Odonis Odonis have been with us for almost the entirety of the 2010s. As the decade has become more “problematic” personally and politically, this Toronto outfit’s music has cauterized in a dense fusion of noisy guitars, vocal snarls and pissed-off electronics. The fellas’ latest full-length (No Pop, released in late 2017 on Telephone Explosion) isn’t “angry music” per se. Instead, it’s sonic and a bit experimental and all kinds of moody. And yet, it’s pretty fuckin’ fun to dance to! Wavelength’s Cam Gordon recently asked Odonis Odonis a few email questions about his band’s evolution, whether the 1990s can be channeled in the 2010s and what new outfits are keeping their attention.
No Pop is pretty electronic and pretty menacing and even a bit scary at times. You’ve played a bunch of shows since it came out in late October 2017. How have your found your live shows have changed while playing these songs? Imagine the technical and stage set-up alone has impacted how you prepare for an OO show?
We are now using a predominantly analog electronic set-up now that we’ve synced to lights and visuals. So there is a lot of time that goes into the set-up. We’ve made our focus on this record to be live experience, heavily based on mood.
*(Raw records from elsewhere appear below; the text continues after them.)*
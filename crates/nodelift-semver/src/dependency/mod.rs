//! Dependency map normalization
//!
//! Rewrites every entry of an npm dependency map into target form:
//! - `git://github.com/owner/repo.git#ref` -> `github:owner/repo@ref`
//! - `owner/repo#ref` -> `github:owner/repo@ref`
//! - `name: range` -> `name@translated-range`
//!
//! Any other URL with an explicit protocol is rejected.

use indexmap::IndexMap;
use nodelift_core::error::{LiftError, LiftResult};
use nodelift_core::types::DependencyTarget;
use tracing::debug;

use crate::translate::translate;

const GITHUB_HOST: &str = "://github.com/";

/// Normalize a full dependency map, failing fast on unsupported sources
pub fn normalize_dependencies(
    dependencies: &IndexMap<String, String>,
) -> LiftResult<IndexMap<String, String>> {
    let mut normalized = IndexMap::with_capacity(dependencies.len());

    for (name, specifier) in dependencies {
        let target = classify_dependency(name, specifier)?;
        debug!("dependency {}: {} -> {}", name, specifier, target);
        normalized.insert(name.clone(), target.to_string());
    }

    Ok(normalized)
}

/// Classify a single `name: specifier` entry (first match wins)
pub fn classify_dependency(name: &str, specifier: &str) -> LiftResult<DependencyTarget> {
    let specifier = specifier.trim();

    if let Some(path) = github_url_path(specifier) {
        return hosted_target(path);
    }

    if has_protocol(specifier) {
        return Err(LiftError::UnsupportedSource {
            specifier: specifier.to_string(),
        });
    }

    if is_repo_shorthand(specifier) {
        return hosted_target(specifier);
    }

    Ok(DependencyTarget::registry(name, Some(translate(specifier)?)))
}

/// Path after the host of `git://github.com/…` or `git+proto://github.com/…`
fn github_url_path(specifier: &str) -> Option<&str> {
    let rest = specifier.strip_prefix("git")?;
    let rest = match rest.strip_prefix('+') {
        Some(with_transport) => {
            let end = with_transport.find(':')?;
            if end == 0 || with_transport[..end].contains('/') {
                return None;
            }
            &with_transport[end..]
        },
        None => rest,
    };

    rest.strip_prefix(GITHUB_HOST).filter(|path| !path.is_empty())
}

/// `scheme://` prefix with a non-empty scheme free of `:` and `/`
fn has_protocol(specifier: &str) -> bool {
    match specifier.find("://") {
        Some(end) => end > 0 && !specifier[..end].contains(['/', ':']),
        None => false,
    }
}

/// `owner/repo[#ref]` with exactly one slash before the ref
fn is_repo_shorthand(specifier: &str) -> bool {
    let repo = specifier.split('#').next().unwrap_or_default();
    if repo.contains(':') {
        return false;
    }

    match repo.split_once('/') {
        Some((owner, name)) => {
            !owner.is_empty() && !owner.starts_with('.') && !name.is_empty() && !name.contains('/')
        },
        None => false,
    }
}

fn hosted_target(path: &str) -> LiftResult<DependencyTarget> {
    let (repo, reference) = match path.split_once('#') {
        Some((repo, reference)) => (repo, Some(reference)),
        None => (path, None),
    };

    let repo = repo.strip_suffix(".git").unwrap_or(repo);
    let range = match reference {
        Some(reference) if !reference.is_empty() => Some(translate(reference)?),
        _ => None,
    };

    Ok(DependencyTarget::github(repo, range))
}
We wanted music that would invite people, envelope them with vibe, and then punish them periodically.
There’s definitely a Skinny Puppy, Nine Inch Nails feel to a lot of these tunes. Are you guys fans of “industrial music” or were those bands not really influences on you guys? I mean, your more guitar-based stuff was also pretty aggressive and sometimes moody.
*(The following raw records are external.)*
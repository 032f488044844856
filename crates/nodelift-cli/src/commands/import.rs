//! `nodelift import` command implementation.
//!
//! lookup, manifest check, download, extract, normalize, build, and finally
//! the normalized package.json is written into the output directory.

use camino::Utf8PathBuf;
use nodelift_config::json;
use nodelift_core::error::{LiftError, LiftResult};
use nodelift_registry::{LookupOutcome, RegistryClient};

use super::build::{convert_package, report_build};
use super::CommandContext;

/// Split `name@version`, allowing scoped names
pub fn parse_package_spec(spec: &str) -> LiftResult<(&str, &str)> {
    match spec.rfind('@') {
        Some(at) if at > 0 && at + 1 < spec.len() => Ok((&spec[..at], &spec[at + 1..])),
        _ => Err(LiftError::ConfigValidation {
            field: "package".to_string(),
            reason: format!("expected NAME@VERSION, got '{}'", spec),
        }),
    }
}

pub async fn execute(package: String, out: Utf8PathBuf, ctx: &CommandContext) -> LiftResult<()> {
    let (name, version) = parse_package_spec(&package)?;
    let out = ctx.resolve(&out);
    let config = ctx.load_config().await?;
    let client = RegistryClient::from_config(&config.endpoint, &config.build)?;

    ctx.output.step("lookup", name);
    let versions = match client.lookup(name).await? {
        LookupOutcome::Found { versions } => versions,
        LookupOutcome::NotFound => {
            return Err(LiftError::PackageNotFound {
                name: name.to_string(),
            })
        },
    };
    let entry = versions
        .get(version)
        .ok_or_else(|| LiftError::PackageNotFound {
            name: package.clone(),
        })?;

    let manifest = RegistryClient::package_config(name, version, Some(entry.hash.as_str()), Some(&entry.meta))?;
    let dist = manifest.dist.clone().ok_or_else(|| LiftError::ManifestIntegrity {
        package: package.clone(),
        reason: "dist is missing".to_string(),
    })?;

    ctx.output.step("download", &package);
    tokio::fs::create_dir_all(&out)
        .await
        .map_err(|e| LiftError::io(format!("Failed to create {}", out), e))?;
    let summary = client
        .download(name, &dist, &entry.hash, out.as_std_path())
        .await?;
    ctx.output.info(&format!("{} files extracted", summary.files));

    ctx.output.step("build", &out.to_string());
    let (normalized, report) = convert_package(&out, manifest, &config).await?;
    json::save_to_file(&out.join("package.json"), &normalized.manifest).await?;

    report_build(&out, &report, ctx)
}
Yeah, we are fans of all that music but we also still want it to be us; to sound like Odonis Odonis. We have always pulled sounds from different genres of music, put them through an Odonis Odonis filter and spit them back out as hopefully something we feel is fresh and not a just a “retro” track.
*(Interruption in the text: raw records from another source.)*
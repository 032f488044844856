//! nodelift.toml configuration parsing and serialization

use std::path::PathBuf;

use camino::Utf8Path;
use nodelift_core::error::LiftError;
use serde::{Deserialize, Serialize};

use crate::credentials::{encode_credentials, Credentials};
use crate::ConfigResult;

/// Default npm registry
pub const DEFAULT_REGISTRY: &str = "https://registry.npmjs.org";

/// Default remote the converted packages are served from
pub const DEFAULT_REMOTE: &str = "https://npm.jspm.io";

/// Default endpoint name recorded in converted manifests
pub const DEFAULT_ENDPOINT_NAME: &str = "npm";

/// Largest tarball the downloader accepts
pub const DEFAULT_MAX_PAYLOAD_BYTES: u64 = 50_000_000;

/// Complete nodelift.toml configuration
#[derive(Debug, Clone, PartialEq, Default, Serialize, Deserialize)]
pub struct NodeliftToml {
    /// Registry endpoint settings
    #[serde(default)]
    pub endpoint: EndpointSection,

    /// Tree build settings
    #[serde(default)]
    pub build: BuildSection,

    /// Shim namespace overrides
    #[serde(default)]
    pub shim: ShimSection,
}

/// Registry endpoint settings
#[derive(Debug, Clone, PartialEq, Default, Serialize, Deserialize)]
pub struct EndpointSection {
    /// Endpoint name written to `registry` in converted manifests
    #[serde(skip_serializing_if = "Option::is_none")]
    pub name: Option<String>,

    /// Registry URL
    #[serde(skip_serializing_if = "Option::is_none")]
    pub registry: Option<String>,

    /// Remote serving converted packages
    #[serde(skip_serializing_if = "Option::is_none")]
    pub remote: Option<String>,

    /// Encoded credentials (see `credentials`)
    #[serde(skip_serializing_if = "Option::is_none")]
    pub auth: Option<String>,

    /// Directory for lookup caches and downloads
    #[serde(skip_serializing_if = "Option::is_none")]
    pub tmp_dir: Option<PathBuf>,

    /// Deprecated plain-text username, migrated into `auth`
    #[serde(skip_serializing_if = "Option::is_none")]
    pub username: Option<String>,

    /// Deprecated plain-text password, migrated into `auth`
    #[serde(skip_serializing_if = "Option::is_none")]
    pub password: Option<String>,
}

/// Tree build settings
#[derive(Debug, Clone, PartialEq, Default, Serialize, Deserialize)]
pub struct BuildSection {
    /// Worker threads used to rewrite files (defaults to the CPU count)
    #[serde(skip_serializing_if = "Option::is_none")]
    pub concurrency: Option<usize>,

    /// Maximum accepted tarball size in bytes
    #[serde(skip_serializing_if = "Option::is_none")]
    pub max_payload_bytes: Option<u64>,
}

/// Shim namespace overrides
#[derive(Debug, Clone, PartialEq, Default, Serialize, Deserialize)]
pub struct ShimSection {
    /// Dependency target of the platform shim package
    #[serde(skip_serializing_if = "Option::is_none")]
    pub nodelibs: Option<String>,

    /// Builtin module names redirected to the shim package
    #[serde(skip_serializing_if = "Option::is_none")]
    pub builtins: Option<Vec<String>>,
}

impl EndpointSection {
    pub fn name(&self) -> &str {
        self.name.as_deref().unwrap_or(DEFAULT_ENDPOINT_NAME)
    }

    pub fn registry(&self) -> &str {
        self.registry
            .as_deref()
            .unwrap_or(DEFAULT_REGISTRY)
            .trim_end_matches('/')
    }

    pub fn remote(&self) -> &str {
        self.remote.as_deref().unwrap_or(DEFAULT_REMOTE)
    }

    /// Cache directory, defaulting to `~/.nodelift/tmp`
    pub fn tmp_dir(&self) -> PathBuf {
        self.tmp_dir.clone().unwrap_or_else(|| {
            dirs::home_dir()
                .unwrap_or_else(std::env::temp_dir)
                .join(".nodelift")
                .join("tmp")
        })
    }

    /// Move deprecated plain-text credentials into `auth`
    pub fn migrate_legacy_credentials(&mut self) -> bool {
        if self.auth.is_some() {
            return false;
        }

        match (self.username.take(), self.password.take()) {
            (Some(username), password) => {
                let credentials = Credentials::new(username, password.unwrap_or_default());
                self.auth = Some(encode_credentials(&credentials));
                true
            },
            (None, password) => {
                self.password = password;
                false
            },
        }
    }

    /// Overlay the fields set in `other`
    pub fn merge(&mut self, other: EndpointSection) {
        macro_rules! overlay {
            ($($field:ident),*) => {
                $(if other.$field.is_some() { self.$field = other.$field; })*
            };
        }
        overlay!(name, registry, remote, auth, tmp_dir, username, password);
    }
}

impl BuildSection {
    pub fn max_payload_bytes(&self) -> u64 {
        self.max_payload_bytes.unwrap_or(DEFAULT_MAX_PAYLOAD_BYTES)
    }
}

impl NodeliftToml {
    /// Overlay another configuration layer
    pub fn merge(&mut self, other: NodeliftToml) {
        self.endpoint.merge(other.endpoint);

        if other.build.concurrency.is_some() {
            self.build.concurrency = other.build.concurrency;
        }
        if other.build.max_payload_bytes.is_some() {
            self.build.max_payload_bytes = other.build.max_payload_bytes;
        }
        if other.shim.nodelibs.is_some() {
            self.shim.nodelibs = other.shim.nodelibs;
        }
        if other.shim.builtins.is_some() {
            self.shim.builtins = other.shim.builtins;
        }
    }
}

/// Parse nodelift.toml content
pub fn parse_nodelift_toml(content: &str) -> ConfigResult<NodeliftToml> {
    let mut config: NodeliftToml = toml::from_str(content).map_err(|e| LiftError::TomlParse {
        file: "nodelift.toml".to_string(),
        message: e.to_string(),
    })?;

    config.endpoint.migrate_legacy_credentials();
    validate_config(&config)?;
    Ok(config)
}

/// Serialize configuration to TOML
pub fn serialize_nodelift_toml(config: &NodeliftToml) -> ConfigResult<String> {
    toml::to_string_pretty(config).map_err(|e| LiftError::ConfigValidation {
        field: "config".to_string(),
        reason: format!("Failed to serialize: {}", e),
    })
}

/// Validate configuration values
pub fn validate_config(config: &NodeliftToml) -> ConfigResult<()> {
    for (field, value) in [
        ("endpoint.registry", &config.endpoint.registry),
        ("endpoint.remote", &config.endpoint.remote),
    ] {
        if let Some(url) = value {
            if !(url.starts_with("http://") || url.starts_with("https://")) {
                return Err(LiftError::ConfigValidation {
                    field: field.to_string(),
                    reason: format!("'{}' must be an http(s) URL", url),
                });
            }
        }
    }

    if config.build.concurrency == Some(0) {
        return Err(LiftError::ConfigValidation {
            field: "build.concurrency".to_string(),
            reason: "must be at least 1".to_string(),
        });
    }

    if let Some(builtins) = &config.shim.builtins {
        if let Some(bad) = builtins.iter().find(|name| name.is_empty() || name.contains('/')) {
            return Err(LiftError::ConfigValidation {
                field: "shim.builtins".to_string(),
                reason: format!("'{}' is not a module name", bad),
            });
        }
    }

    Ok(())
}

/// Load configuration from file
pub async fn load_from_file(path: &Utf8Path) -> ConfigResult<NodeliftToml> {
    let content = tokio::fs::read_to_string(path)
        .await
        .map_err(|e| LiftError::io(format!("Failed to read {}", path), e))?;

    parse_nodelift_toml(&content).map_err(|e| match e {
        LiftError::TomlParse { message, .. } => LiftError::TomlParse {
            file: path.to_string(),
            message,
        },
        other => other,
    })
}

/// Save configuration to file, creating parent directories
pub async fn save_to_file(path: &Utf8Path, config: &NodeliftToml) -> ConfigResult<()> {
    if let Some(parent) = path.parent() {
        tokio::fs::create_dir_all(parent)
            .await
            .map_err(|e| LiftError::io(format!("Failed to create {}", parent), e))?;
    }

    let content = serialize_nodelift_toml(config)?;
    tokio::fs::write(path, content)
        .await
        .map_err(|e| LiftError::io(format!("Failed to write {}", path), e))
}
To me anyway, your new tunes sound rooted in a 1980s/1990s aesthetic. What current-day bands do you guys admire and are there any shared influences, at least in terms of more contemporary artists?
I admire Death Grips for pushing the boundaries, both musically and on the industry side. They found a cool way to use industrial aesthetics and make it new. They’re one of the few modern artists I consider punk. We listen to The Hacker and Gestaffelstien in the van when we need those heavy dark electronic driving beats. Also lots of label mates such as Ritual Howls, New Fries, Sextile, Chasms, Freak Heat Waves, Houses of Heaven, and Teenanger.
As a band, Odonis Odonis have been playing around Toronto and elsewhere since the start of the 2010s. What are one or two big differences you’ve found in Toronto’s music community since when you guys started? Similarly, what hasn’t changed?
Everything has changed! [It’s] end times!
The obvious question since you’re playing the Wavelength Winter Fest: What are your favourite Wavelength memories? Either on-stage or off?
Camp Wavelength on the Toronto Island [in 2016] was a really great overall experience. I wish more festivals were like it. It’s a blur now but I vaguely remember being on the beach around a bonfire watching the sun come up. Good times.